(Material provided)

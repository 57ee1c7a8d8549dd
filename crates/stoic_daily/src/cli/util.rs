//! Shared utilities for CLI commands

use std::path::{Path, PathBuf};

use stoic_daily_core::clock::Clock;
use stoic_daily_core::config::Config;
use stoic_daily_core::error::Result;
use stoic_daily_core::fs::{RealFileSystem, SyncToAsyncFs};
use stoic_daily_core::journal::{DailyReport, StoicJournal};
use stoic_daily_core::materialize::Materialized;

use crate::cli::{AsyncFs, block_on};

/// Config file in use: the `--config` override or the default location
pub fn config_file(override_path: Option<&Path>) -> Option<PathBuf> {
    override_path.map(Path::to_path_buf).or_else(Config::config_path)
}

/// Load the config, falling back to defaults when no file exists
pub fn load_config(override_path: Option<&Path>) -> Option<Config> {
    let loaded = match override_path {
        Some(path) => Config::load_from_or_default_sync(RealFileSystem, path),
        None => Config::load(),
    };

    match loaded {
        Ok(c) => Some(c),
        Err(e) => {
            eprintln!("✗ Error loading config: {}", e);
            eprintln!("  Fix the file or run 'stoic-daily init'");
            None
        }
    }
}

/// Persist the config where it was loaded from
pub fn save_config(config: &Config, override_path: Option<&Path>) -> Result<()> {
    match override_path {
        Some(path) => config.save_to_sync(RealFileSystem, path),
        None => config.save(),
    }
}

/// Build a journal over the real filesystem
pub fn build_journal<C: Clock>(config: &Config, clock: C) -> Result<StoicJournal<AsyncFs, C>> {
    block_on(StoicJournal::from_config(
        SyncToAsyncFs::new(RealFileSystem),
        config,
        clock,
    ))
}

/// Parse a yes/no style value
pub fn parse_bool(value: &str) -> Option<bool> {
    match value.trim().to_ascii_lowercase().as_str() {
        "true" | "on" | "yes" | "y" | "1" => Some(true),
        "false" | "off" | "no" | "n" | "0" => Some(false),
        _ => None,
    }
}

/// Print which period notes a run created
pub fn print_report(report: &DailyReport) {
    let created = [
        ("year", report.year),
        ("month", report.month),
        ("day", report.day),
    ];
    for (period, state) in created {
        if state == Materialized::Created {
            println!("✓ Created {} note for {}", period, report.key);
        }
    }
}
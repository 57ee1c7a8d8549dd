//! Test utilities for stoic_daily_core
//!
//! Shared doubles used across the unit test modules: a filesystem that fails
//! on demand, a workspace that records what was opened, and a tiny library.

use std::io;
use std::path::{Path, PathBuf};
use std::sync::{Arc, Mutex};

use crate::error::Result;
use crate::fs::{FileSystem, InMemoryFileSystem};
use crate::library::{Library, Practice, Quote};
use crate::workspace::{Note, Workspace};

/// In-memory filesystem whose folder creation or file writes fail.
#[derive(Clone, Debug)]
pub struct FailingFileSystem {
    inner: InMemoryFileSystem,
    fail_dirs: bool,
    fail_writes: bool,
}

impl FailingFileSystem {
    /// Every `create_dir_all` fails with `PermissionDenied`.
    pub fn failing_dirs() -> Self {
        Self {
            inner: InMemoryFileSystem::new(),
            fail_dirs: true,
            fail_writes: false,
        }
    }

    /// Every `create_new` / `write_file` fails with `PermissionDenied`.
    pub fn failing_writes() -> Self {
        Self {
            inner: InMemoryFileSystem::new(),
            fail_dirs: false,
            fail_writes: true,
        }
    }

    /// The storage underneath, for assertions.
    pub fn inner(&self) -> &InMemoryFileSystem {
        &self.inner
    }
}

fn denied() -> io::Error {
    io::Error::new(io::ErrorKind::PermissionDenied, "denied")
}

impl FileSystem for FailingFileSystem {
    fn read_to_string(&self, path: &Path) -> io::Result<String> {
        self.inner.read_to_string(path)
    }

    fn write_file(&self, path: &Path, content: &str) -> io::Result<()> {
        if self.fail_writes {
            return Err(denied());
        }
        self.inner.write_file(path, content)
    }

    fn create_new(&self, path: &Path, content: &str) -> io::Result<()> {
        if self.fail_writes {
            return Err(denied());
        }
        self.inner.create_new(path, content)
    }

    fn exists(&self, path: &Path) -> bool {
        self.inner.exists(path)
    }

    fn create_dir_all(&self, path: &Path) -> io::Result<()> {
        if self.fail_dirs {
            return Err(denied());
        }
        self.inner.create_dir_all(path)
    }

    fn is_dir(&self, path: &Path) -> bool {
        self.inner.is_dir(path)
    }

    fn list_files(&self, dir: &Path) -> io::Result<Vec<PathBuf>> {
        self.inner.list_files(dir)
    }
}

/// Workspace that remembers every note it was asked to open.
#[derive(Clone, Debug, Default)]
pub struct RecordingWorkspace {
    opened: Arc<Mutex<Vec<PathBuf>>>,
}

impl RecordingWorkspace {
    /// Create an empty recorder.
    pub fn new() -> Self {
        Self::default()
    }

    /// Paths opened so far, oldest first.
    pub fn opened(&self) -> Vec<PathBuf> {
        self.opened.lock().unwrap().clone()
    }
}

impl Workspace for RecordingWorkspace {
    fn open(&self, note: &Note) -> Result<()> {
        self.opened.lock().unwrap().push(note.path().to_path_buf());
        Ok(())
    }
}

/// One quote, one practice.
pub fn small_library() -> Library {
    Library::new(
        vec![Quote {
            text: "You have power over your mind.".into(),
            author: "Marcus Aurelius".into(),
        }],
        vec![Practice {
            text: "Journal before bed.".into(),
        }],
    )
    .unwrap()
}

(End Material provided)
(Material provided)

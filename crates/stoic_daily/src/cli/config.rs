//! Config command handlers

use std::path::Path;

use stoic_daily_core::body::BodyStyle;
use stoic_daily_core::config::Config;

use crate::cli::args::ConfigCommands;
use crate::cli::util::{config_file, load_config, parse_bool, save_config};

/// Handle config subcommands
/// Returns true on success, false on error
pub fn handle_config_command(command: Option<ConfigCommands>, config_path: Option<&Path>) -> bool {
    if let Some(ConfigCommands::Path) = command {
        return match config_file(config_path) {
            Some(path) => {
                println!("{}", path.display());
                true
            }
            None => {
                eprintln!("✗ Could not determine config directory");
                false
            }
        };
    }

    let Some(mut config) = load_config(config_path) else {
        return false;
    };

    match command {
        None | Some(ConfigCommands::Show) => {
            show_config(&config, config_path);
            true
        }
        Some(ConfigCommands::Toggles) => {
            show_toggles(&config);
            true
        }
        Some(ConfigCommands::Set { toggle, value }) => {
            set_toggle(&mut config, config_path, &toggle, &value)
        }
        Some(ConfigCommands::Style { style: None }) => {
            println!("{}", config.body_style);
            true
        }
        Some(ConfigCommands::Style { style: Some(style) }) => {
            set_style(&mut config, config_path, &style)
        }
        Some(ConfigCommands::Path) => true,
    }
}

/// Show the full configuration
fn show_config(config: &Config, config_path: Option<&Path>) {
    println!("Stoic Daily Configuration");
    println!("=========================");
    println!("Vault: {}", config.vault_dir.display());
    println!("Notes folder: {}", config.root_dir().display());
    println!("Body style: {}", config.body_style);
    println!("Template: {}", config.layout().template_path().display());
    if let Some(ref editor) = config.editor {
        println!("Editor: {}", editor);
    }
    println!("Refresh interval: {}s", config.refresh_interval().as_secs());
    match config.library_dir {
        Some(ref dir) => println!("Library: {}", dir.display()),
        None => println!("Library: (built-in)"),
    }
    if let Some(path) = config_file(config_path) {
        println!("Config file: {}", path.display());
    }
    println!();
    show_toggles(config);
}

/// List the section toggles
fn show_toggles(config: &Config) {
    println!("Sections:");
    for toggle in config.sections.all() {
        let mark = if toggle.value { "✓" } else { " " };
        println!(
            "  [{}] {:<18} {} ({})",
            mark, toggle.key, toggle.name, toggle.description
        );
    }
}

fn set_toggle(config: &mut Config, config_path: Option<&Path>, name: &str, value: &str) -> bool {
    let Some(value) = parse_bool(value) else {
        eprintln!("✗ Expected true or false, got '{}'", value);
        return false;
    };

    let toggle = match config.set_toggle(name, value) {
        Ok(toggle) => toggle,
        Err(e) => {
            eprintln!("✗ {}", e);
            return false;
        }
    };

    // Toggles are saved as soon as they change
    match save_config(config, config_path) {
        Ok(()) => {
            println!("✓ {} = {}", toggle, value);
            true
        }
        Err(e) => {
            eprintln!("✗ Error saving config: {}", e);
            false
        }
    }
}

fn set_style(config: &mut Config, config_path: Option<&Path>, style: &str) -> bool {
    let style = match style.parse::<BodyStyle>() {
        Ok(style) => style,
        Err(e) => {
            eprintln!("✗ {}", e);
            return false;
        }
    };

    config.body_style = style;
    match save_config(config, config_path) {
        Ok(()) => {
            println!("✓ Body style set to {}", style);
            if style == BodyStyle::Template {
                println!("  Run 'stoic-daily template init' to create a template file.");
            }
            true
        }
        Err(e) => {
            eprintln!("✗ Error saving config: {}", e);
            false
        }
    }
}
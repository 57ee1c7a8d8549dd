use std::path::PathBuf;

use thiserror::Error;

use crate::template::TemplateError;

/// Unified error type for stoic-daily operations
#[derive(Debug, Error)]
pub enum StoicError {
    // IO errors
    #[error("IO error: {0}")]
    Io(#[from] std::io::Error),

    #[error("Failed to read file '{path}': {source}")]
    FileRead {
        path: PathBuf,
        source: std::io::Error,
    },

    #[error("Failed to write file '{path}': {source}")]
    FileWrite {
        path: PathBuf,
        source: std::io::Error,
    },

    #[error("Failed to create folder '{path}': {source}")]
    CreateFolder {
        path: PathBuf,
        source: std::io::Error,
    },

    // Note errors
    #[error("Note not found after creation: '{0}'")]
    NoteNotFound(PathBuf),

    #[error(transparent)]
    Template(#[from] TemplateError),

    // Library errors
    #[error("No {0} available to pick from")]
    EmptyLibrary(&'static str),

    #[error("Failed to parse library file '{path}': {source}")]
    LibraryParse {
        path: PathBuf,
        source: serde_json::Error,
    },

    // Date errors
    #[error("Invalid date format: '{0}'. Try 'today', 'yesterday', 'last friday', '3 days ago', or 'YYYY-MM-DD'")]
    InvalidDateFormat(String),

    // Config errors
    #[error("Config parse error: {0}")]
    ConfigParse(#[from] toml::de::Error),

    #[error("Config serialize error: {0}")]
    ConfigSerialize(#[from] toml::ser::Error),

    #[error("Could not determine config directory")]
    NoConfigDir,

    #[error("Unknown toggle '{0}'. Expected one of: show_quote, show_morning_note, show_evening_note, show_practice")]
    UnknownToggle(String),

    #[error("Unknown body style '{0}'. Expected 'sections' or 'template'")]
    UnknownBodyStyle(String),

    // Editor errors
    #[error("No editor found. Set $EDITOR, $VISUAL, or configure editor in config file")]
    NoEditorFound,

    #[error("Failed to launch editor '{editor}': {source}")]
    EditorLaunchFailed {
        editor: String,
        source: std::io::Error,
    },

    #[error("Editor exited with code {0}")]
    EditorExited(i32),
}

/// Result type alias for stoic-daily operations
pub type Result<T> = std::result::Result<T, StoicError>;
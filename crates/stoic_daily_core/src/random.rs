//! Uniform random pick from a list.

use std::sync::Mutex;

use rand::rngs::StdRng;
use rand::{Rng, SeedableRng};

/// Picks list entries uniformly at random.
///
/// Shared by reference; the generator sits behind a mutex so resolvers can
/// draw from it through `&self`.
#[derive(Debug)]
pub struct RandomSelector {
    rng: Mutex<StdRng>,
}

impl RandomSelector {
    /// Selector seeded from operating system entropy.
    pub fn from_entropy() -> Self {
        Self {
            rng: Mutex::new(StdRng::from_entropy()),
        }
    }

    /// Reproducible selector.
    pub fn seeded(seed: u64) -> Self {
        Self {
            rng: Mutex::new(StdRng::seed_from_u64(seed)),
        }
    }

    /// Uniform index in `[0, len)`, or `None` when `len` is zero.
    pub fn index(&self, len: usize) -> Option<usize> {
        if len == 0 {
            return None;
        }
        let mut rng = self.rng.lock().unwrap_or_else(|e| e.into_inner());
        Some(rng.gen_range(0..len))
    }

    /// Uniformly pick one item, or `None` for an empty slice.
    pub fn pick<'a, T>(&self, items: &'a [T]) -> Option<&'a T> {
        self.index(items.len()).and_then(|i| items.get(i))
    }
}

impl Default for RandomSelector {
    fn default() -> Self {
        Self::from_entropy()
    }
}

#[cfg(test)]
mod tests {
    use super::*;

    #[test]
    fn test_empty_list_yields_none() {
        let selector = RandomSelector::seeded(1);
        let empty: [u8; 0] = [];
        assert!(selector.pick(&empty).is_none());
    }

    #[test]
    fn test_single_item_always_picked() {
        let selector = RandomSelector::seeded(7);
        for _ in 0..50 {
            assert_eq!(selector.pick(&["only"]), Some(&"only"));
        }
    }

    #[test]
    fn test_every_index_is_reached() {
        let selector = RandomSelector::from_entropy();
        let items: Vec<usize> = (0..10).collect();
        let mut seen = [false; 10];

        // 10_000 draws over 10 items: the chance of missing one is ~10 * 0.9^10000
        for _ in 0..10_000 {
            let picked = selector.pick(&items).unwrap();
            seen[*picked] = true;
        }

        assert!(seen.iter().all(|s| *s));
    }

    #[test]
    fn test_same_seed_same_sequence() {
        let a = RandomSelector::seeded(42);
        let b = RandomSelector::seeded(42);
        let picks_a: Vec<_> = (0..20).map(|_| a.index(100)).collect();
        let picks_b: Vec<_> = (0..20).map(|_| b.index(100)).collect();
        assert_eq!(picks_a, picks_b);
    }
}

(End Material provided)
(Material provided)

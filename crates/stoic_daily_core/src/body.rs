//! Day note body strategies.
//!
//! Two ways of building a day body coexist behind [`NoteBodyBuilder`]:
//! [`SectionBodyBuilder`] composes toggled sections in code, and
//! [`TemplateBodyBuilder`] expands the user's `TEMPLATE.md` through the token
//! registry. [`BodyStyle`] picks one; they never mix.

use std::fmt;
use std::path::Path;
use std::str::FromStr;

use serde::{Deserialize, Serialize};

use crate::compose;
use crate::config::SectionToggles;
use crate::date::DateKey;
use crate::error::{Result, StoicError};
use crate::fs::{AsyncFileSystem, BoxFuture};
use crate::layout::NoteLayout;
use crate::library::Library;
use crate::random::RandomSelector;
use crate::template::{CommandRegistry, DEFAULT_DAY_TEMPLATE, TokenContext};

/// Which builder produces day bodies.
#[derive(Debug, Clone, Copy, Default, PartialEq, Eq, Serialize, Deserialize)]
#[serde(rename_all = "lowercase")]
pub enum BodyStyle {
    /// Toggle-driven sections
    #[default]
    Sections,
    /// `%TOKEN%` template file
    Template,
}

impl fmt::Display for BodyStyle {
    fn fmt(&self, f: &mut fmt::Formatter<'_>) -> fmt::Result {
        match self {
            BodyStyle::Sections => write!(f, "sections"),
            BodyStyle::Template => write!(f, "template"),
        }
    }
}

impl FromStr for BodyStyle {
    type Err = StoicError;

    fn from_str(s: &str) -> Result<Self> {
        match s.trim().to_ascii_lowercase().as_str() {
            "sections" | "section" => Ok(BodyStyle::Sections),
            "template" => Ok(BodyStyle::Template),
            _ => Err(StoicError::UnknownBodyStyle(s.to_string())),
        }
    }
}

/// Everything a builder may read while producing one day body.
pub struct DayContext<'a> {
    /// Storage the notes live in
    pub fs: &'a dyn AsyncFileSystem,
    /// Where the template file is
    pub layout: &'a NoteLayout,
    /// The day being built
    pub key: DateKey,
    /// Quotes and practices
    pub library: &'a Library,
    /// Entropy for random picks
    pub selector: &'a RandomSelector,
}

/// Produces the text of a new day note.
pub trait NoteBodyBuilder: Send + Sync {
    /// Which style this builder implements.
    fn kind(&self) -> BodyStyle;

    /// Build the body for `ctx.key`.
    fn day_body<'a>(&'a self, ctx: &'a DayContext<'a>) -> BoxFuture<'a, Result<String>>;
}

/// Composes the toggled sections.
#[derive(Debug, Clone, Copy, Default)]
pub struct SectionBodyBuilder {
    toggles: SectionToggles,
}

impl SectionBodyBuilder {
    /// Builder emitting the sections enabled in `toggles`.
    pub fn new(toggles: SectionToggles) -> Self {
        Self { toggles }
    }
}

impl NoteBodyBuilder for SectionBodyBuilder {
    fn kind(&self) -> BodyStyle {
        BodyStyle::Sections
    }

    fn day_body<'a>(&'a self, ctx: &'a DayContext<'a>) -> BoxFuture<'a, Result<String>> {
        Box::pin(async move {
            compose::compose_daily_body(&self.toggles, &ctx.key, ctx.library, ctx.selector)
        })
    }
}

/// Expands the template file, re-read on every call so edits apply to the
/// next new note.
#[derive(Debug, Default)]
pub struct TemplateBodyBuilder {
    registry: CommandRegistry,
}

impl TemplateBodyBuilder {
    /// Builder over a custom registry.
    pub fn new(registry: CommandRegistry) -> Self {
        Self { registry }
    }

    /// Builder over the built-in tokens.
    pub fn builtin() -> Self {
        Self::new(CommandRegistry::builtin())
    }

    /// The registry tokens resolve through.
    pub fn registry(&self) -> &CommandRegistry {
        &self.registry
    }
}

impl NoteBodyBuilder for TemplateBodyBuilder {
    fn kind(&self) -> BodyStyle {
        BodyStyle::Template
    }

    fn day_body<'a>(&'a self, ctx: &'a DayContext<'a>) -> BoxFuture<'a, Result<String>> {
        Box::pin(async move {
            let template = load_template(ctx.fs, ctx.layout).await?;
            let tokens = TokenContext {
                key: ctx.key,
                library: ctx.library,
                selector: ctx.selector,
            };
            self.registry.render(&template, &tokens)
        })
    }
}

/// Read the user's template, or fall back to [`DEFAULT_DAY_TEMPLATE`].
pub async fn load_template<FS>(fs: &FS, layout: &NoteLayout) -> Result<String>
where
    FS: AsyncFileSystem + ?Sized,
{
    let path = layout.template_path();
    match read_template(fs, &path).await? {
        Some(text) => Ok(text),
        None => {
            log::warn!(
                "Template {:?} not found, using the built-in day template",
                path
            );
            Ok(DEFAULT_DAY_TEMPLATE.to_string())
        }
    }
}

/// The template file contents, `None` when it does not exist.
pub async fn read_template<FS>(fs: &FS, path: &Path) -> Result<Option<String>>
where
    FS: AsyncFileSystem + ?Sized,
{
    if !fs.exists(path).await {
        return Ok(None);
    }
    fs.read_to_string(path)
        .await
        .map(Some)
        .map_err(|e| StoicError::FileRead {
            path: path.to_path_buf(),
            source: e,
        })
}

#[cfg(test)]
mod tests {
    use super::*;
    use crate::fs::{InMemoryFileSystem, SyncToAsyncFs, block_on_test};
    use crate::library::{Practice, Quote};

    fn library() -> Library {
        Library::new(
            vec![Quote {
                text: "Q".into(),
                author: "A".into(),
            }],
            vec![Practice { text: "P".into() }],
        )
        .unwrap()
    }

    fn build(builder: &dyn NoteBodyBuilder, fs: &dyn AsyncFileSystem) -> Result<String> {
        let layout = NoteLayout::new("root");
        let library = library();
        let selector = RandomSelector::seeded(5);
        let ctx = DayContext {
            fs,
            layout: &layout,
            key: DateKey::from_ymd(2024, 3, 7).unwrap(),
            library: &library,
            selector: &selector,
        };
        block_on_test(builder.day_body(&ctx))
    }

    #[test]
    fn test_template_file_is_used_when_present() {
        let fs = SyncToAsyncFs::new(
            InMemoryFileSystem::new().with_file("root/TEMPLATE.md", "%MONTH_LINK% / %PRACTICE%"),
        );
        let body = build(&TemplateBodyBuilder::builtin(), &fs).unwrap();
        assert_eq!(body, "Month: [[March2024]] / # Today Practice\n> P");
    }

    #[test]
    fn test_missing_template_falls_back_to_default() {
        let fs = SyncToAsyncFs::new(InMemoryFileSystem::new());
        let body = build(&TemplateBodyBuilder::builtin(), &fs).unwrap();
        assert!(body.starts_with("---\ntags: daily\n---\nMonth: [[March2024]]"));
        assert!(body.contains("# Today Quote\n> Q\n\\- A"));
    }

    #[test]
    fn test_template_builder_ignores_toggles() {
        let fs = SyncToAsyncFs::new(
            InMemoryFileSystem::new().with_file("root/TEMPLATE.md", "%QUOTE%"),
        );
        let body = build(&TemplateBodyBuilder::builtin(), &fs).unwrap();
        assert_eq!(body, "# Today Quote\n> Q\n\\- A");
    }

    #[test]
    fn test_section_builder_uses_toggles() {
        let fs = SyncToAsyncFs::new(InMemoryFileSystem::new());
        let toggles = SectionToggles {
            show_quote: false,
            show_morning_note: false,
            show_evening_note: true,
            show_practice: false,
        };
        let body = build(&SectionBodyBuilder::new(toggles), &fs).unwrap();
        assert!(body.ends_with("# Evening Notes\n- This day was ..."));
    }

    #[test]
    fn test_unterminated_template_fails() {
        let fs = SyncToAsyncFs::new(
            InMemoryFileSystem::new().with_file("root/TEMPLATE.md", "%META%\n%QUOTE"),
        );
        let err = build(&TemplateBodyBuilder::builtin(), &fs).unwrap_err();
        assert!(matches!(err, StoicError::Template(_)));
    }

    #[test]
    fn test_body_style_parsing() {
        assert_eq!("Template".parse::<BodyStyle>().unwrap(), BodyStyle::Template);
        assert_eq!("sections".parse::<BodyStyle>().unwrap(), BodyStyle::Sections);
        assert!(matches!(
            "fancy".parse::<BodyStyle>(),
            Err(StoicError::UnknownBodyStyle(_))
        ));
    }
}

(End Material provided)

# What you need to do
Show all lines of the material in which the word "type" can be found.

# Solution to this task
/// Unified error type for stoic-daily operations
/// Result type alias for stoic-daily operations
pub type Result<T> = std::result::Result<T, StoicError>;
    type Err = StoicError;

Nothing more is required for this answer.